VW’s subsidiary Traton, which owns the MAN and Scania brands, is calling for a Europe-wide scrapping premium for trucks.
“There is no delay until the end of the year,” said Traton CEO and VW board member Andreas Renschler in Munich on Monday: “This has to be done relatively quickly.”
Sales in the first quarter fell by 20 percent to 46,000 trucks and buses, while profits slumped 75 percent to 96 million euros. MAN even writes red figures, the operating loss in the first quarter was 78 million euros.
Traton Chief Financial Officer Christian Schulz said: “We are also preparing for a significant decline in sales and earnings in the second quarter.” After six weeks of standstill, all major plants are now gradually ramping up again, Renschler said. If supply chains hold, production could perhaps reach 80 percent of capacity by the middle of the year. But if no new orders were to come, today’s order backlog would be eaten up and “spoiled” in two or three months. That is why he calls for “a Europe-wide fleet renewal programme”.

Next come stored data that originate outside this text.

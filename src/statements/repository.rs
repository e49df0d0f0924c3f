use chrono::NaiveDate;
use tracing::debug;

use crate::card::Card;
use crate::errors::Result;
use crate::schedule::StatementPeriod;
use crate::state::{NewStatement, Statement};
use crate::store::BillingStore;
use crate::types::ReferenceMonth;

/// create-or-fetch of the one statement per (card, reference month)
pub struct StatementRepository<'a> {
    store: &'a dyn BillingStore,
}

impl<'a> StatementRepository<'a> {
    pub fn new(store: &'a dyn BillingStore) -> Self {
        Self { store }
    }

    /// idempotent on (card, reference month); the window of an existing
    /// statement is never re-derived
    pub fn ensure_statement(&self, statement: NewStatement) -> Result<Statement> {
        let row = self.store.upsert_statement(statement)?;
        debug!(
            statement_id = %row.id,
            card_id = %row.card_id,
            reference_month = %row.reference_month,
            status = %row.status,
            "statement ensured"
        );
        Ok(row)
    }

    /// statement for the cycle due on `due_date`, window derived from the card
    pub fn ensure_for_due_date(&self, card: &Card, due_date: NaiveDate) -> Result<Statement> {
        let period = StatementPeriod::for_due_date(due_date, card.cycle())?;
        self.ensure_statement(NewStatement {
            card_id: card.id,
            reference_month: ReferenceMonth::containing(due_date),
            due_date,
            period_start: period.period_start,
            period_end: period.period_end,
        })
    }
}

“We need impetus for investment,” said the Traton CEO. “We need significant start-up assistance in the European Union.” Buyers of modern Euro 6 trucks could receive a government subsidy of 10 or 20 percent of the purchase price. Many older lorries of the Euro 3 to Euro 5 pollutant classes could then be replaced and scrapped. This would help not only companies and their employees, but also the climate: “We stand by the CO2 targets,” emphasized Renschler.
MAN CEO Joachim Drees told the “Munich Mercury” (Monday) that the biggest challenge at the moment is “the many young used vehicles returned early due to the crisis. They are clogging up the new vehicle market.” MAN has a full order book, but “our customers are currently looking at exactly what they really need at the moment.” Tractors, for example, are hardly in demand.
Traton himself also saves wherever possible. The focus is now on securing solvency, said Chief Financial Officer Schulz. He could get up to 5.5 billion euros in loans from banks and vw’s parent company. Renschler said: “Short work helps in the short term, but not when there are long-term reductions in quantities.” At MAN, “significant job cuts are necessary” anyway. Information talks on this were continuing. “After overcoming this situation, we will work on the realignment of MAN.”
Traton employs 83,000 people worldwide – of which around 21,000 are employed at MAN in Bavaria, where trucks and engines are built, and 2400 at the MAN axle and component plant in Salzgitter. Already at the beginning of March, before the Corona crisis, MAN had announced a massive job reduction in order to be able to finance investments for the restructuring of the Group.